▸ EXERCISE MATERIALS:
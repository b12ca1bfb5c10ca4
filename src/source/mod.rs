//! Log source tailing
//!
//! The source side of the relay reads an append-only, paginated log and turns
//! each raw line into a typed [`LogEvent`].
//!
//! ```text
//!   LogSource.fetch_page(cursor)
//!         │
//!         ▼
//!   LogTailer ── CursorState { last, current } ── idle wait on no progress
//!         │
//!         ▼  RawRecord (payload + cursor at fetch)
//!   normalize() ──✗ DecodeError → dropped
//!         │
//!         ▼
//!     LogEvent
//! ```
//!
//! The concrete log API is an external collaborator; the relay only needs the
//! [`LogSource`] contract.

pub mod cursor;
pub mod normalizer;
pub mod tailer;

use std::fmt;
use std::future::Future;
use std::sync::Arc;

use bytes::Bytes;

use crate::error::SourceError;

pub use cursor::{Cursor, CursorState};
pub use normalizer::{normalize, LogEvent};
pub use tailer::{LogTailer, TailerConfig};

/// A located stream inside a log group
#[derive(Debug, Clone, PartialEq, Eq, Hash)]
pub struct StreamHandle {
    /// Log group (e.g., "/web/prod")
    pub group: String,
    /// Stream name inside the group
    pub name: String,
}

impl StreamHandle {
    pub fn new(group: impl Into<String>, name: impl Into<String>) -> Self {
        Self {
            group: group.into(),
            name: name.into(),
        }
    }
}

impl fmt::Display for StreamHandle {
    fn fmt(&self, f: &mut fmt::Formatter<'_>) -> fmt::Result {
        write!(f, "{}:{}", self.group, self.name)
    }
}

/// One page of records as returned by the source
#[derive(Debug, Clone, Default)]
pub struct Page {
    /// Record payloads in source order
    pub records: Vec<Bytes>,
    /// Forward token for the next fetch
    pub next: Cursor,
}

impl Page {
    pub fn new(records: Vec<Bytes>, next: Cursor) -> Self {
        Self { records, next }
    }
}

/// A record fetched from the source, before normalization
#[derive(Debug, Clone)]
pub struct RawRecord {
    pub payload: Bytes,
    /// Cursor that was used for the fetch that produced this record
    pub source_offset: Cursor,
}

/// Contract the tailer needs from a paginated log API
///
/// Implementations are expected to apply their own retry policy; any error
/// returned here is treated as the source being unavailable.
pub trait LogSource: Send + Sync + 'static {
    /// Find the most recent stream in `group` whose name starts with `prefix`
    fn locate_stream(
        &self,
        group: &str,
        prefix: &str,
    ) -> impl Future<Output = Result<StreamHandle, SourceError>> + Send;

    /// Fetch up to `limit` records following `cursor`
    fn fetch_page(
        &self,
        stream: &StreamHandle,
        cursor: &Cursor,
        limit: usize,
    ) -> impl Future<Output = Result<Page, SourceError>> + Send;
}

impl<S: LogSource> LogSource for Arc<S> {
    fn locate_stream(
        &self,
        group: &str,
        prefix: &str,
    ) -> impl Future<Output = Result<StreamHandle, SourceError>> + Send {
        (**self).locate_stream(group, prefix)
    }

    fn fetch_page(
        &self,
        stream: &StreamHandle,
        cursor: &Cursor,
        limit: usize,
    ) -> impl Future<Output = Result<Page, SourceError>> + Send {
        (**self).fetch_page(stream, cursor, limit)
    }
}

▸ EXERCISE PROMPT: The task calls for all lines in the entries that hold "prefix".

▸ SOLVED PROBLEM:
    /// Find the most recent stream in `group` whose name starts with `prefix`
        prefix: &str,
        prefix: &str,
        (**self).locate_stream(group, prefix)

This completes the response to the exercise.